Classmates Jazzy Harvey and Breauna Waterford created a project depicting South Central Los Angeles’ sideshows, gatherings for gearheads to bond over their culture of creating and driving classic cars. Waterford and Harvey claim that the sideshows often end when police arrive to shut down these gatherings, although none of their actions are illegal.
The last project, created by Bryce Leisy, is applying rephotography of Long Beach using VR. Leisy contacted the Historical Society of Long Beach to find photos of what the city used to look like and then compares it to what the city looks like today.
Another opportunity citizens of Long Beach have today to get involved in VR is the Innovation Lab at the Long Beach Public Library. Studio Guide’s David Hedden and Robert Gunderson demonstrated the two systems, HTC Vive and Occulus Rift, that citizens can use to work on VR for free at the library. These systems can give experiences like 3-D modeling and printing, experiencing a space walk, building lightsabers and designing anything else you can imagine.
Domingo Sainz and Skyler Fido are two electrical engineering students familiar with the Oculus Rift video game system. The two work with Heather Barker, a professor of design, as part of the Undergraduate Research Opportunity Program and demonstrated some games on the system so that students may test it out themselves.
Speaking of media, virtual reality is introducing interactive video series too. Producer Natalie Mathe creates solely VR content and presented UTURN at the event, a video with its narrative entirely up to the viewer. While wearing the HoloLenses that interacts with the Samsung phone, you can watch a 360 degree video with two different movies stitched together. On the left, you see the story of a woman trying to gain recognition for her work in a company while the right tells the story of a higher-up male co-worker and how their two work lives differ.
To get an idea of how VR can be created, I spoke with Hannah Kum-Biocca, a faculty member of design and creator of the Holominds team Long Beach Media Interface and Network Design Lab. She explained the two demonstrations of video mapping and augmented reality. Video mapping combines two images and engages the user in VR. AR, used by her HoloLenses, were three kinds of activities the viewers could use, like changing the scale of size on a Tyrannosaurus rex, rotating planet Earth, and moving a hat and being able to place it anywhere.
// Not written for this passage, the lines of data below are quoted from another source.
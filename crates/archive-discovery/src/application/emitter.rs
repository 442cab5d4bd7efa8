//! Event emission with tracing mirror.

use std::sync::Arc;
use tokio::sync::mpsc;
use tracing::{debug, error, info, warn};

use crate::ipc::{ErrorEntry, Event, LogEntry, LogLevel};
use crate::ports::TimeSource;

/// Sends events to the controller and mirrors LOG/ERROR to `tracing`.
///
/// A dropped receiver is not an error: the engine keeps running until its
/// command senders are gone.
#[derive(Clone)]
pub struct EventEmitter {
    events: mpsc::UnboundedSender<Event>,
    time: Arc<dyn TimeSource>,
}

impl EventEmitter {
    /// Emitter over `events`, stamping with `time`.
    pub fn new(events: mpsc::UnboundedSender<Event>, time: Arc<dyn TimeSource>) -> Self {
        Self { events, time }
    }

    /// Current timestamp in Unix milliseconds.
    pub fn now_millis(&self) -> u64 {
        self.time.now_millis()
    }

    /// Send an event as-is.
    pub fn emit(&self, event: Event) {
        if self.events.send(event).is_err() {
            debug!("[archive-discovery] event receiver dropped");
        }
    }

    /// Emit a LOG event.
    pub fn log(&self, level: LogLevel, message: impl Into<String>) {
        let message = message.into();
        match level {
            LogLevel::Debug => debug!(target: "archive_discovery::log", "{message}"),
            LogLevel::Info | LogLevel::Success => info!(target: "archive_discovery::log", "{message}"),
            LogLevel::Archive => info!(target: "archive_discovery::log", archive = true, "{message}"),
            LogLevel::Warning => warn!(target: "archive_discovery::log", "{message}"),
            LogLevel::Error => error!(target: "archive_discovery::log", "{message}"),
        }
        self.emit(Event::Log(LogEntry {
            message,
            level,
            timestamp: self.now_millis(),
        }));
    }

    /// Emit an ERROR event.
    pub fn error(&self, message: impl Into<String>, cause: Option<String>) {
        let message = message.into();
        error!(
            target: "archive_discovery::log",
            cause = cause.as_deref().unwrap_or(""),
            "{message}"
        );
        self.emit(Event::Error(ErrorEntry {
            message,
            error: cause,
            timestamp: self.now_millis(),
        }));
    }
}
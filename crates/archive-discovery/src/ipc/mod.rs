//! # IPC Module
//!
//! Typed control channel between the engine task and its controller, plus
//! the JSON-lines wire codec for out-of-process hosts.

pub mod channel;
pub mod controller;
pub mod messages;
pub mod wire;

pub use channel::{spawn_engine, DiscoveryHandle, EventReceiver};
pub use controller::DiscoveryController;
pub use messages::{
    Command, ConfigUpdatedPayload, ErrorEntry, Event, InitRequest, InitializedPayload, LogEntry,
    LogLevel, COMMAND_TYPES,
};
pub use wire::{decode_command, decode_event, encode_command, encode_event};
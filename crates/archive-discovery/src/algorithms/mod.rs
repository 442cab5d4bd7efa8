//! # Algorithms Module
//!
//! Pure planning logic behind the archive classifier.

pub mod depth;

pub use depth::{
    median_depth, median_height, plan_historical_probes, HistoricalProbe, HistoricalProbeKind,
};
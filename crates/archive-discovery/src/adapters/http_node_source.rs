//! # HTTP Node Source
//!
//! Directory service adapter. The directory answers a GET with a JSON array
//! of `{url, uid?}` entries.

use async_trait::async_trait;
use reqwest::Client;
use tracing::debug;

use crate::domain::{DiscoveryError, NodeEndpoint};
use crate::ports::{NodeSource, NodeSourceFactory};

/// Opens [`HttpNodeSource`] handles sharing one HTTP client.
#[derive(Clone, Debug)]
pub struct HttpNodeSourceFactory {
    client: Client,
}

impl HttpNodeSourceFactory {
    /// Factory over `client`.
    pub fn new(client: Client) -> Self {
        Self { client }
    }
}

#[async_trait]
impl NodeSourceFactory for HttpNodeSourceFactory {
    async fn open(&self, url: &str) -> Result<Box<dyn NodeSource>, DiscoveryError> {
        let mut source = HttpNodeSource {
            client: self.client.clone(),
            url: url.to_string(),
            listing: Vec::new(),
        };
        source.refresh().await?;
        Ok(Box::new(source))
    }
}

/// Cached directory listing.
#[derive(Debug)]
pub struct HttpNodeSource {
    client: Client,
    url: String,
    listing: Vec<NodeEndpoint>,
}

impl HttpNodeSource {
    async fn refresh(&mut self) -> Result<(), DiscoveryError> {
        let resp = self
            .client
            .get(&self.url)
            .send()
            .await
            .map_err(|e| DiscoveryError::NodeSource(format!("{}: {e}", self.url)))?;

        let status = resp.status();
        if !status.is_success() {
            return Err(DiscoveryError::NodeSource(format!(
                "{} answered {status}",
                self.url
            )));
        }

        self.listing = resp
            .json::<Vec<NodeEndpoint>>()
            .await
            .map_err(|e| DiscoveryError::NodeSource(format!("malformed listing: {e}")))?;
        debug!(
            url = %self.url,
            nodes = self.listing.len(),
            "[archive-discovery] directory listing refreshed"
        );
        Ok(())
    }

    fn cached(&self, index: u64) -> Option<NodeEndpoint> {
        usize::try_from(index)
            .ok()
            .and_then(|i| self.listing.get(i).cloned())
    }
}

#[async_trait]
impl NodeSource for HttpNodeSource {
    async fn endpoint_at(&mut self, index: u64) -> Result<Option<NodeEndpoint>, DiscoveryError> {
        if let Some(endpoint) = self.cached(index) {
            return Ok(Some(endpoint));
        }
        // Past the cache: the directory may have grown since the last fetch.
        self.refresh().await?;
        Ok(self.cached(index))
    }
}
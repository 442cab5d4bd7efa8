//! System clock adapter.

use std::time::{SystemTime, UNIX_EPOCH};

use crate::ports::TimeSource;

/// Wall clock backed by [`SystemTime`].
#[derive(Clone, Copy, Debug, Default)]
pub struct SystemTimeSource;

impl TimeSource for SystemTimeSource {
    fn now_millis(&self) -> u64 {
        SystemTime::now()
            .duration_since(UNIX_EPOCH)
            .map(|d| u64::try_from(d.as_millis()).unwrap_or(u64::MAX))
            .unwrap_or(0)
    }
}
As a student that knew nothing about VR (I Googled what VR was before VR Day started), it was an incredible experience to have been exposed to. Usually when thinking of computer science, you think of algorithms or coding. What I saw were technology pioneers doing their best to be immersive and inclusive when telling the stories of others. The world of VR is new and, now knowing the great intentions and purposes it has, I look forward to what our students can do with this tool next.